Scottish ceremonial officer

Sir Donald Ross Liddle LLD (11 October 1906 – 12 November 1989) was a Scottish corporate director who served as Lord Provost of Glasgow from 1969 to 1972. He was the last Progressive Lord Provost of Glasgow in the 20th century.

==Life==
He was born in Edinburgh the son of Thomas Liddle, a solicitor of the Supreme Court operating from 57 Queen Street and living at 2 Belford Place near the Water of Leith.

The family moved to Glasgow some time before the First World War to set up a textile business. Donald attended Provanside High School. He was then apprenticed to S H MacKinnon & Co, drapers (and later knitwear manufacturers) at 137 London Road in Glasgow. Attending night school he became first sales manager then factory manager.

In the Second World War he initially did civil defence then joined the Royal Scots in 1941, before transferring to the Royal Army Ordnance Corps in 1942. He served in Burma and rose to the rank of Major in General Auchinleck's headquarters in Delhi in India as deputy assistant director of ordnance.

On demobilisation he returned to Glasgow and strove to set up his own knitwear company, which in 1952 he achieved, employing 30 persons in a premises on King Street. He joined the town council in 1956 as ward councillor to Dennistoun representing the Progressive Party. He rose to be Lord Provost in 1969.

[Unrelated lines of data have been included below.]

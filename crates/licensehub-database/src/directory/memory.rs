//! In-memory directory, populated by the caller.

use std::sync::Arc;

use async_trait::async_trait;
use dashmap::DashMap;

use licensehub_core::result::AppResult;
use licensehub_core::types::{GroupId, UserId};
use licensehub_entity::directory::{DirectoryGroup, DirectoryUser};

use super::Directory;

/// Directory backed by concurrent maps.
#[derive(Debug, Clone, Default)]
pub struct MemoryDirectory {
    users: Arc<DashMap<UserId, DirectoryUser>>,
    groups: Arc<DashMap<GroupId, DirectoryGroup>>,
}

impl MemoryDirectory {
    /// Create an empty directory.
    pub fn new() -> Self {
        Self::default()
    }

    /// Register an active user and return its id.
    pub fn add_user(&self, username: impl Into<String>) -> UserId {
        let id = UserId::new();
        self.users.insert(
            id,
            DirectoryUser {
                id,
                username: username.into(),
                active: true,
            },
        );
        id
    }

    /// Register an active group and return its id.
    pub fn add_group(&self, name: impl Into<String>) -> GroupId {
        let id = GroupId::new();
        self.groups.insert(
            id,
            DirectoryGroup {
                id,
                name: name.into(),
                active: true,
            },
        );
        id
    }

    /// Flip a user's active flag. Returns `false` if the user is unknown.
    pub fn set_user_active(&self, id: UserId, active: bool) -> bool {
        match self.users.get_mut(&id) {
            Some(mut user) => {
                user.active = active;
                true
            }
            None => false,
        }
    }

    /// Flip a group's active flag. Returns `false` if the group is unknown.
    pub fn set_group_active(&self, id: GroupId, active: bool) -> bool {
        match self.groups.get_mut(&id) {
            Some(mut group) => {
                group.active = active;
                true
            }
            None => false,
        }
    }
}

#[async_trait]
impl Directory for MemoryDirectory {
    async fn find_user(&self, id: UserId) -> AppResult<Option<DirectoryUser>> {
        Ok(self.users.get(&id).map(|user| user.clone()))
    }

    async fn find_group(&self, id: GroupId) -> AppResult<Option<DirectoryGroup>> {
        Ok(self.groups.get(&id).map(|group| group.clone()))
    }
}

#[cfg(test)]
mod tests {
    use super::*;

    #[tokio::test]
    async fn test_deactivated_user_is_still_found() {
        let directory = MemoryDirectory::new();
        let alice = directory.add_user("alice");
        assert!(directory.set_user_active(alice, false));

        let user = directory.find_user(alice).await.unwrap().unwrap();
        assert_eq!(user.username, "alice");
        assert!(!user.active);
        assert!(!directory.set_user_active(UserId::new(), false));
    }

    #[tokio::test]
    async fn test_unknown_group_is_none() {
        let directory = MemoryDirectory::new();
        directory.add_group("engineering");
        assert!(directory.find_group(GroupId::new()).await.unwrap().is_none());
    }
}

During his period as Lord Provost, he oversaw the investigations into the 1971 Ibrox disaster. In his role as a Director of Rangers Football Club, he was also physically present at the time of the disaster and witnessed much of the tragedy first-hand. Shortly after this, Strathclyde University awarded him an honorary doctorate (LLD). On 1 September 1971, he also had the sad honour of lighting the final operational gas lamp on North Portland Street before they were ripped out and replaced by electric lamps.

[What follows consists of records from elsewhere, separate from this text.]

//! Seat assignment CLI commands.

use clap::{Args, Subcommand};

use crate::output::{self, AllocationRow, OutputFormat};
use licensehub_core::error::AppError;
use licensehub_core::types::{GroupId, LicenseId, UserId};
use licensehub_service::{AssignGroupRequest, AssignUserRequest, Ledger, RequestContext};

/// Arguments for assign commands
#[derive(Debug, Args)]
pub struct AssignArgs {
    /// Assign subcommand
    #[command(subcommand)]
    pub command: AssignCommand,
}

/// Assign subcommands
#[derive(Debug, Subcommand)]
pub enum AssignCommand {
    /// Assign one seat to a user
    User {
        /// License ID
        #[arg(long)]
        license: LicenseId,
        /// User ID
        #[arg(long)]
        user: UserId,
        /// Notes stored with the assignment
        #[arg(long)]
        notes: Option<String>,
    },
    /// Allocate a block of seats to a group
    Group {
        /// License ID
        #[arg(long)]
        license: LicenseId,
        /// Group ID
        #[arg(long)]
        group: GroupId,
        /// Seats to allocate
        #[arg(long)]
        seats: i32,
        /// Notes stored with the allocation
        #[arg(long)]
        notes: Option<String>,
    },
}

/// Execute assign commands
pub async fn execute(
    args: &AssignArgs,
    ledger: &Ledger,
    ctx: &RequestContext,
    format: OutputFormat,
) -> Result<(), AppError> {
    let allocation = match &args.command {
        AssignCommand::User {
            license,
            user,
            notes,
        } => {
            ledger
                .assignments()
                .assign_to_user(
                    ctx,
                    AssignUserRequest {
                        license_id: *license,
                        user_id: *user,
                        notes: notes.clone(),
                    },
                )
                .await?
        }
        AssignCommand::Group {
            license,
            group,
            seats,
            notes,
        } => {
            ledger
                .assignments()
                .assign_to_group(
                    ctx,
                    AssignGroupRequest {
                        license_id: *license,
                        group_id: *group,
                        seats: *seats,
                        notes: notes.clone(),
                    },
                )
                .await?
        }
    };

    if format == OutputFormat::Table {
        output::print_success(&format!(
            "Granted {} seat(s) as allocation {}",
            allocation.seats, allocation.id
        ));
    }
    output::print_list(&[AllocationRow::from(&allocation)], format);
    Ok(())
}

From 1972 to 1978 he was Chairman of the Cumbernauld Development Corporation, establishing one of Scotland's major "new towns".

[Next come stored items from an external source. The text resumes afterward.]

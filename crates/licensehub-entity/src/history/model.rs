//! History entry entity model.

use chrono::{DateTime, Utc};
use serde::{Deserialize, Serialize};
use sqlx::FromRow;

use licensehub_core::types::{GroupId, HistoryEntryId, LicenseId, UserId};

use super::action::ActionType;

/// An immutable record of one license mutation.
///
/// Entries are written in the same unit of work as the change they
/// describe and are never updated or deleted, not even when the license
/// itself is deleted.
#[derive(Debug, Clone, PartialEq, Serialize, Deserialize, FromRow)]
pub struct HistoryEntry {
    /// Unique, time-ordered entry identifier.
    pub id: HistoryEntryId,
    /// License the action applied to.
    pub license_id: LicenseId,
    /// User involved, if any.
    pub user_id: Option<UserId>,
    /// Group involved, if any.
    pub group_id: Option<GroupId>,
    /// What happened.
    pub action_type: ActionType,
    /// Human-readable summary.
    pub description: String,
    /// Free-form details.
    pub details: Option<String>,
    /// When it happened.
    pub timestamp: DateTime<Utc>,
    /// Who did it.
    pub performed_by: String,
}

impl HistoryEntry {
    /// Start an entry with no user, group, or details.
    pub fn new(
        license_id: LicenseId,
        action_type: ActionType,
        description: impl Into<String>,
        performed_by: impl Into<String>,
        timestamp: DateTime<Utc>,
    ) -> Self {
        Self {
            id: HistoryEntryId::new(),
            license_id,
            user_id: None,
            group_id: None,
            action_type,
            description: description.into(),
            details: None,
            timestamp,
            performed_by: performed_by.into(),
        }
    }

    /// Attach the user involved.
    pub fn with_user(mut self, user_id: UserId) -> Self {
        self.user_id = Some(user_id);
        self
    }

    /// Attach the group involved.
    pub fn with_group(mut self, group_id: GroupId) -> Self {
        self.group_id = Some(group_id);
        self
    }

    /// Attach free-form details.
    pub fn with_details(mut self, details: Option<String>) -> Self {
        self.details = details;
        self
    }

    /// Whether this entry involves the given user.
    pub fn involves_user(&self, user_id: UserId) -> bool {
        self.user_id == Some(user_id)
    }

    /// Whether this entry involves the given group.
    pub fn involves_group(&self, group_id: GroupId) -> bool {
        self.group_id == Some(group_id)
    }
}

#[cfg(test)]
mod tests {
    use super::*;

    #[test]
    fn test_builder_sets_principals() {
        let user = UserId::new();
        let entry = HistoryEntry::new(
            LicenseId::new(),
            ActionType::LicenseAssignedToUser,
            "License assigned to user: alice",
            "admin",
            Utc::now(),
        )
        .with_user(user)
        .with_details(Some("onboarding".to_string()));

        assert!(entry.involves_user(user));
        assert!(!entry.involves_group(GroupId::new()));
        assert_eq!(entry.details.as_deref(), Some("onboarding"));
        assert_eq!(entry.performed_by, "admin");
    }
}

He was knighted by Queen Elizabeth II in June 1974.

In a roller-coaster life, his knitwear business collapsed in 1979 and (without any then corporate position) he found himself unemployed. He then spent some years as a public safety campaigner.

==Personal life and death==
Liddle was married to May Christie, and together they had a son and two daughters. He died on 12 November 1989, at the age of 83.